Uma forma é a própria expansão dos tradicionais lobbies. A Google, por exemplo, tem hoje 8 empresas de lobby contratadas apenas na Europa, além de financiamento direto de parlamentares e de membros da Comissão. É provável que tenha de pagar 6 bilhões de euros por ilegalidades cometidas na Europa. Os gastos da Google nesta área já se aproximam dos da Microsoft. A Google mobilizou congressistas americanos para pressionarem a Comissão: “O esforço coordenado por senadores e membros do Congresso, bem como de um comité de congressistas, fez parte de um esforço sofisticado, com muitos milhões de libras em Bruxelas, com que a Google montou a ofensiva para travar as resistências à sua dominação na Europa.” 2
Enquanto os lobbies ainda podem ser apresentados como formas externas de pressão, muito mais importante é o financiamento direto de campanhas políticas, através de partidos ou investindo diretamente nos candidatos. No Brasil a lei promulgada em 1997 autorizou as empresas a financiar candidatos, com impactos desastrosos, em particular no comportamento de parlamentares, que passaram a formar bancadas corporativas. Em 2010 os Estados Unidos seguiram o mesmo caminho, levando a que hoje os americanos comentem que “temos o melhor Congresso que o dinheiro pode comprar”. No Brasil finalmente o STF decretou a ilegalidade da prática, a valer a partir das próximas eleições. Mas em 2015 ainda temos uma bancada ruralista, uma da grande mídia, outra das empreiteiras, uma dos bancos, uma das montadoras, e contam-se nos dedos os representantes do cidadão. O truncamento do Código Florestal e consequente retomada da destruição da Amazônia, o bloqueio da taxação de transações financeiras e tantas outras medidas, ou ausência de medidas, como é o caso da imposição sobre fortunas ou capital improdutivo, resultam desta nova relação de forças que um Congresso literalmente comprado permite.
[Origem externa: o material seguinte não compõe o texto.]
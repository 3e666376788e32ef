//! per-rule cap on outbound notifications in a rolling one-hour window.

use std::collections::HashMap;
use std::sync::Mutex;
use std::time::Duration;
use tokio::time::Instant;

pub const WINDOW: Duration = Duration::from_secs(3600);

#[derive(Debug, Clone, Copy, PartialEq, Eq)]
pub enum Decision {
    Send,
    /// cap reached; `wait` is the time left until the window rolls over
    Suppress { wait: Duration },
}

#[derive(Debug, Clone, Copy)]
struct WindowState {
    count: u32,
    window_end: Instant,
}

pub struct NotificationRateLimiter {
    hourly_max: u32,
    windows: Mutex<HashMap<String, WindowState>>,
}

impl NotificationRateLimiter {
    pub fn new(hourly_max: u32) -> Self {
        Self { hourly_max, windows: Mutex::new(HashMap::new()) }
    }

    /// open a window for `rule_id` if it has none yet; window ends one hour from `now`
    pub fn register(&self, rule_id: &str, now: Instant) {
        let mut windows = match self.windows.lock() {
            Ok(w) => w,
            Err(poisoned) => poisoned.into_inner(),
        };
        windows
            .entry(rule_id.to_string())
            .or_insert(WindowState { count: 0, window_end: now + WINDOW });
    }

    /// forget windows of rules `keep` rejects
    pub fn retain(&self, mut keep: impl FnMut(&str) -> bool) {
        let mut windows = match self.windows.lock() {
            Ok(w) => w,
            Err(poisoned) => poisoned.into_inner(),
        };
        windows.retain(|id, _| keep(id));
    }

    /// decide whether a notification for `rule_id` may go out at `now`.
    /// the counter only moves when the answer is `Send`.
    pub fn check(&self, rule_id: &str, now: Instant) -> Decision {
        let mut windows = match self.windows.lock() {
            Ok(w) => w,
            Err(poisoned) => poisoned.into_inner(),
        };
        let state = windows
            .entry(rule_id.to_string())
            .or_insert(WindowState { count: 0, window_end: now + WINDOW });

        if now >= state.window_end {
            state.count = 0;
            while state.window_end <= now {
                state.window_end += WINDOW;
            }
        }

        if state.count >= self.hourly_max {
            let wait = state.window_end.saturating_duration_since(now);
            tracing::debug!(
                rule = rule_id,
                sent = state.count,
                wait_secs = wait.as_secs(),
                "notification suppressed, hourly maximum reached"
            );
            return Decision::Suppress { wait };
        }

        state.count += 1;
        Decision::Send
    }

    #[cfg(test)]
    pub fn sent_in_window(&self, rule_id: &str) -> u32 {
        self.windows
            .lock()
            .map(|w| w.get(rule_id).map(|s| s.count).unwrap_or(0))
            .unwrap_or(0)
    }
}

#[cfg(test)]
mod tests {
    use super::*;

    #[tokio::test(start_paused = true)]
    async fn test_fourth_within_ten_minutes_is_suppressed() {
        let limiter = NotificationRateLimiter::new(3);
        let start = Instant::now();
        limiter.register("r1", start);

        let decisions: Vec<_> = (0..4)
            .map(|i| limiter.check("r1", start + Duration::from_secs(150 * i)))
            .collect();

        let sent = decisions.iter().filter(|d| **d == Decision::Send).count();
        assert_eq!(sent, 3);
        // fourth at t=450s: 3150s left in the window
        assert_eq!(decisions[3], Decision::Suppress { wait: Duration::from_secs(3150) });
        assert_eq!(limiter.sent_in_window("r1"), 3);
    }

    #[tokio::test(start_paused = true)]
    async fn test_window_rolls_over() {
        let limiter = NotificationRateLimiter::new(1);
        let start = Instant::now();
        limiter.register("r1", start);
        assert_eq!(limiter.check("r1", start), Decision::Send);
        assert!(matches!(limiter.check("r1", start + Duration::from_secs(10)), Decision::Suppress { .. }));
        assert_eq!(limiter.check("r1", start + WINDOW), Decision::Send);
        // a long gap skips whole windows instead of granting a burst
        assert_eq!(limiter.check("r1", start + WINDOW * 5 + Duration::from_secs(1)), Decision::Send);
        assert!(matches!(
            limiter.check("r1", start + WINDOW * 5 + Duration::from_secs(2)),
            Decision::Suppress { .. }
        ));
    }

    #[tokio::test(start_paused = true)]
    async fn test_rules_are_independent() {
        let limiter = NotificationRateLimiter::new(1);
        let now = Instant::now();
        assert_eq!(limiter.check("a", now), Decision::Send);
        assert_eq!(limiter.check("b", now), Decision::Send);
        assert!(matches!(limiter.check("a", now), Decision::Suppress { .. }));
    }

    #[tokio::test(start_paused = true)]
    async fn test_zero_cap_suppresses_everything() {
        let limiter = NotificationRateLimiter::new(0);
        assert!(matches!(limiter.check("a", Instant::now()), Decision::Suppress { .. }));
        assert_eq!(limiter.sent_in_window("a"), 0);
    }

    #[tokio::test(start_paused = true)]
    async fn test_retain_forgets_removed_rules() {
        let limiter = NotificationRateLimiter::new(1);
        let now = Instant::now();
        assert_eq!(limiter.check("gone", now), Decision::Send);
        assert_eq!(limiter.check("kept", now), Decision::Send);

        limiter.retain(|id| id == "kept");
        assert_eq!(limiter.sent_in_window("gone"), 0);
        assert_eq!(limiter.sent_in_window("kept"), 1);
        // a rule that comes back starts with a fresh window
        assert_eq!(limiter.check("gone", now), Decision::Send);
        assert!(matches!(limiter.check("kept", now), Decision::Suppress { .. }));
    }
}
A captura da área jurídica adquiriu imensa importância, e se dá por várias formas. Foi notória a tentativa dos grandes bancos brasileiros, por meio de financiamentos de diversos tipos, de colocar as atividades financeiras fora do alcance do PROCON e de outras instâncias de defesa do consumidor. Nos Estados Unidos, um juiz de uma comarca americana decide colocar a Argentina na ilegalidade no quadro dos chamados “fundos abutres”, pondo-se claramente a serviço da legalização da especulação financeira internacional, e acima da legislação de outro país.
Uma forma particularmente perniciosa de captura do judiciário se deu através dos acordos ditos “settlements”, pelos quais as corporações pagam uma multa mas não precisam reconhecer a culpa, evitando assim que os administradores sejam criminalmente responsabilizados. Assim os administradores corporativos e financiadores ficam tranquilos em termos de eventuais condenações. Joseph Stiglitz comenta: “Temos notado repetidas vezes que nenhum dos responsáveis encarregados dos grandes bancos que levaram o mundo à borda da ruina foi considerado responsável (accountable) dos seus malfeitos. Como pode ser que ninguém seja responsável? Especialmente quando houve malfeitos da magnitude dos que ocorreram nos anos recentes?” 3
A GSK, por exemplo, um gigante da área farmacêutica, fez um acordo com a justiça americana para compensar fraude generalizada com três tipos de medicamentos pagando 3 bilhões de dólares. A notícia da condenação por fraude que atingiu milhões de pacientes não causou prejuízo significativo à empresa, cujas ações subiram ao se constatar que tinha lucrado com a fraude mais do que o valor da multa. Os aplicadores financeiros consideraram que o seu dinheiro fora bem defendido. Esta desresponsabilização é hoje generalizada, abrindo uma porta paralela de financiamento de governos graças às ilegalidades. Para dar alguns exemplos, o Deutsche Bank está pagando uma multa de 2,6 bilhões de dólares em 2015, o Crédit Suisse está pagando 2,5 bilhões por condenação em 2014 e assim por diante, envolvendo todos os gigantes corporativos. Um exercício de sistematização da criminalidade financeira pode ser encontrado no site Corporate Research Project, que apresenta as condenações e acordos agrupados por empresa.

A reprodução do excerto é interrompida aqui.